Thousands of years ago, people used hydropower to turn paddle wheels on rivers to grind grain. Nowadays, hydropower is the most important and widely used renewable energy, representing 17% of total electricity production.
We have previously discussed clean energy topics such as wind farms and wind/solar smart grid. Let’s dive into hydropower today and take a close look at the key facts about hydropower especially its development in China, and further look into the future of this powerful clean energy.
Efficiency of Hydropower
Hydropower is energy in moving water. Hydroelectricity generation starts with converting either the potential energy of water at a different elevation or the kinetic energy of moving water into electrical energy.
Hydropower plants convert about 90 percent of the energy in falling water into electrical energy. By comparison, fossil-fueled plants lose more than half of the energy content of their fuel as waste heat and gases. Hydropower is also the most reliable renewable energy available in the world by far, with constant and steady flow of water around the clock.
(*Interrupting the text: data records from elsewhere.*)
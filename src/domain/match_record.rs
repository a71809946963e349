use chrono::NaiveDate;
use serde::{Deserialize, Serialize};

use crate::domain::overs::Overs;
use crate::domain::team::Winner;
use crate::domain::TeamName;

/// Короткая сводка иннингса: 145/6 (20.0).
#[derive(Clone, Debug, Serialize, Deserialize, PartialEq, Eq)]
pub struct InningsSummary {
    pub runs: u32,
    pub wickets: u32,
    pub overs: Overs,
}

impl InningsSummary {
    /// "145/6".
    pub fn score_line(&self) -> String {
        format!("{}/{}", self.runs, self.wickets)
    }
}

/// Запись сыгранного матча для истории.
///
/// Форма сохраняется как есть: её читает экран истории.
#[derive(Clone, Debug, Serialize, Deserialize, PartialEq, Eq)]
pub struct MatchRecord {
    pub date: NaiveDate,
    pub team_a: TeamName,
    pub team_b: TeamName,
    /// None = первая команда не била (в истории показывается как DNB).
    pub first_innings: Option<InningsSummary>,
    pub second_innings: InningsSummary,
    pub result: String,
    pub winner: Winner,
}

impl MatchRecord {
    pub fn first_innings_line(&self) -> String {
        self.first_innings
            .as_ref()
            .map(InningsSummary::score_line)
            .unwrap_or_else(|| "DNB".to_string())
    }
}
Hydropower is also flexible. By adjusting the amount of water flowing through the dams, hydropower can be increased or decreased very quickly to meet the changes in demand for power. Moreover, hydropower produces no emissions. During the process of hydroelectricity generation, there are no gases or waste products that contribute to air pollution.
All these advantages made Hydropower the most popular choice of clean energy. Taking the United Sates as an example, hydropower was the largest source of total annual U.S. renewable electricity generation until 2019. In 2020, hydroelectricity accounted for about 7.3% of total U.S. utility-scale electricity generation and 37% of total utility-scale renewable electricity generation. However, hydroelectricity’s share of total U.S. electricity generation has decreased over time, mainly because of increases in electricity generation from other sources.
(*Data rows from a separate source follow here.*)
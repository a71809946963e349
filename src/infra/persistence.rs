use std::collections::{BTreeMap, BTreeSet, HashMap};

use serde::{Deserialize, Serialize};
use thiserror::Error;
use tracing::info;

use crate::domain::match_record::MatchRecord;
use crate::domain::player::{PlayerCareerStat, PlayerMatchStat, RosterPlayer};
use crate::domain::team::{team_key, TeamRecordDelta};
use crate::domain::{MatchId, PlayerId};
use crate::engine::{merge_into_career, RosterProvider};
use crate::state::MatchSnapshot;
use crate::tournament::League;

/// Всё, что нужно сохранить по одному завершённому матчу.
#[derive(Clone, Debug, Serialize, Deserialize, PartialEq)]
pub struct MatchSaveBundle {
    pub match_id: MatchId,
    pub record: MatchRecord,
    pub player_stats: BTreeMap<PlayerId, PlayerMatchStat>,
    /// (команда A, команда B).
    pub team_deltas: (TeamRecordDelta, TeamRecordDelta),
}

#[derive(Debug, Error, PartialEq, Eq)]
pub enum PersistenceError {
    #[error("матч {0} уже сохранён")]
    DuplicateMatch(MatchId),
}

/// Приёмник сохранений.
///
/// Реализация обязана применять пакет атомарно и не применять один
/// матч дважды: карьерная статистика складывается.
pub trait PersistenceSink {
    fn commit(&mut self, bundle: MatchSaveBundle) -> Result<(), PersistenceError>;
}

/// Хранилище незавершённых матчей (для продолжения после перезапуска).
pub trait SnapshotStore {
    fn load_active_match(&self, id: MatchId) -> Option<MatchSnapshot>;

    /// Сохранить / очистить снапшот.
    fn save_active_match(&mut self, id: MatchId, snapshot: Option<MatchSnapshot>);
}

/// Простая in-memory реализация для тестов и локального запуска.
#[derive(Debug, Default)]
pub struct InMemoryStorage {
    league: League,
    careers: BTreeMap<PlayerId, PlayerCareerStat>,
    /// Новые матчи в начале.
    history: Vec<(MatchId, MatchRecord)>,
    committed: BTreeSet<MatchId>,
    active: HashMap<MatchId, MatchSnapshot>,
    /// Ключ – имя команды в нижнем регистре.
    rosters: HashMap<String, Vec<RosterPlayer>>,
}

impl InMemoryStorage {
    pub fn new(league: League) -> Self {
        Self {
            league,
            ..Self::default()
        }
    }

    pub fn league(&self) -> &League {
        &self.league
    }

    pub fn league_mut(&mut self) -> &mut League {
        &mut self.league
    }

    pub fn careers(&self) -> &BTreeMap<PlayerId, PlayerCareerStat> {
        &self.careers
    }

    pub fn career(&self, player: &str) -> Option<&PlayerCareerStat> {
        self.careers.get(player)
    }

    /// История матчей, новые первыми.
    pub fn history(&self) -> impl Iterator<Item = &MatchRecord> {
        self.history.iter().map(|(_, r)| r)
    }

    pub fn clear_history(&mut self) {
        self.history.clear();
    }

    pub fn set_roster(&mut self, team: &str, players: Vec<RosterPlayer>) {
        self.rosters.insert(team_key(team), players);
    }
}

impl RosterProvider for InMemoryStorage {
    fn players(&self, team: &str) -> Vec<RosterPlayer> {
        self.rosters
            .get(&team_key(team))
            .cloned()
            .unwrap_or_default()
    }
}

impl PersistenceSink for InMemoryStorage {
    fn commit(&mut self, bundle: MatchSaveBundle) -> Result<(), PersistenceError> {
        // Проверки до любых изменений – пакет применяется целиком или никак.
        if !self.committed.insert(bundle.match_id) {
            return Err(PersistenceError::DuplicateMatch(bundle.match_id));
        }

        let (delta_a, delta_b) = &bundle.team_deltas;
        self.league.apply_delta(delta_a);
        self.league.apply_delta(delta_b);

        merge_into_career(&mut self.careers, &bundle.player_stats);

        self.history.insert(0, (bundle.match_id, bundle.record));
        self.active.remove(&bundle.match_id);

        info!(
            match_id = bundle.match_id,
            players = bundle.player_stats.len(),
            "матч записан в хранилище"
        );
        Ok(())
    }
}

impl SnapshotStore for InMemoryStorage {
    fn load_active_match(&self, id: MatchId) -> Option<MatchSnapshot> {
        self.active.get(&id).cloned()
    }

    fn save_active_match(&mut self, id: MatchId, snapshot: Option<MatchSnapshot>) {
        if let Some(s) = snapshot {
            self.active.insert(id, s);
        } else {
            self.active.remove(&id);
        }
    }
}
The New Horizon of Hydro Market
China is the largest producer of hydroelectricity, followed by Canada, Brazil, and the United States. Hydroelectricity used to be China’s largest renewable energy source and the second overall after coal. China’s potential hydropower capacity is estimated at up to 400 GW. Therefore, there is considerable potential for further hydro development.
On 28 Jun 2021, the gigantic Baihetan (白鹤滩) hydropower plant launched 2 out of 16 1GW generating units. Just a few weeks earlier, the 10.2GW Wudongde(乌东德) hydro project, built upstream on the Jinsha River, has just been put into full operation.
All 16 units of the Baihetan hydropower plant are expected to be fully operational by July 2022 and will generate around 62.4 billion kWh of electricity annually, making it the world’s second-largest hydropower station behind China’s Three Gorges Dam (三峡水电站). This project is also seen as an important stepping stone towards Beijing’s carbon neutrality target.
“As a major project in China’s west-east power transmission program, Baihetan is the largest and most technically difficult hydropower project currently under construction in the world,” said President Xi Jinping, adding the project has marked a major breakthrough in China’s high-end equipment manufacturing.
An ultra-high voltage (UHV) electricity transmission line connecting Baihetan to the eastern province of Jiangsu started construction in late 2020 and is expected to launch in 2022. Another UHV from Baihetan to Zhejiang province, also in eastern China, is waiting for Beijing’s approval.
Regarding centralized energy projects, the rhetoric in the 14th Five-Year-Plan (2021-2025) is clearly different from that of the previous plan. The 13th FYP set that renewable construction in the “three northern” regions should be carried out in an “orderly manner,” whereas the 14th FYP basically has green-lighted for most of the centralized renewable plans.
Jinsha River Upstream and Downstream, Yellow River Upstream and the Jizi Bay are all listed as green-lighted areas. As a result, Sichuan Province’s 14th FYP aims to complete the construction of 10 hydropower plant projects and start building another seven. We are keen to see more hydro projects driven by local efforts.
Photo by Wolfgang Hasselmann on Unsplash
Last but not least… Technology is the key!
Large dams have been controversially debated for several decades due to their large-scale and irreversible social and environmental impacts.
Environmental group have criticised the large-scale damming of the Yangtze and its tributaries because the over-engineering of the river has destroyed major habitats and damaged natural flood plains.
According to Allied Market Research, the global hydropower generation market is expected to reach $317.8 billion by 2027, growing at a compound annual growth rate of 5.9% from 2020 to 2027.
Being a responsible investor, AvantFaire always keeps an eye on the ESG aspect of every project. We also believe that sustainable technology and creativity are the key to solutions.
The good sign is that the 14th FYP mentioned building a series of bump-hydro storage plants, as well as “demonstrations of battery storage, compressed air and flywheel storage”. It was the first time the FYP enlisted these new storage technologies as prioritised energy projects. We’re excited to find out what change will this bring to the scene of clean energy industry in China.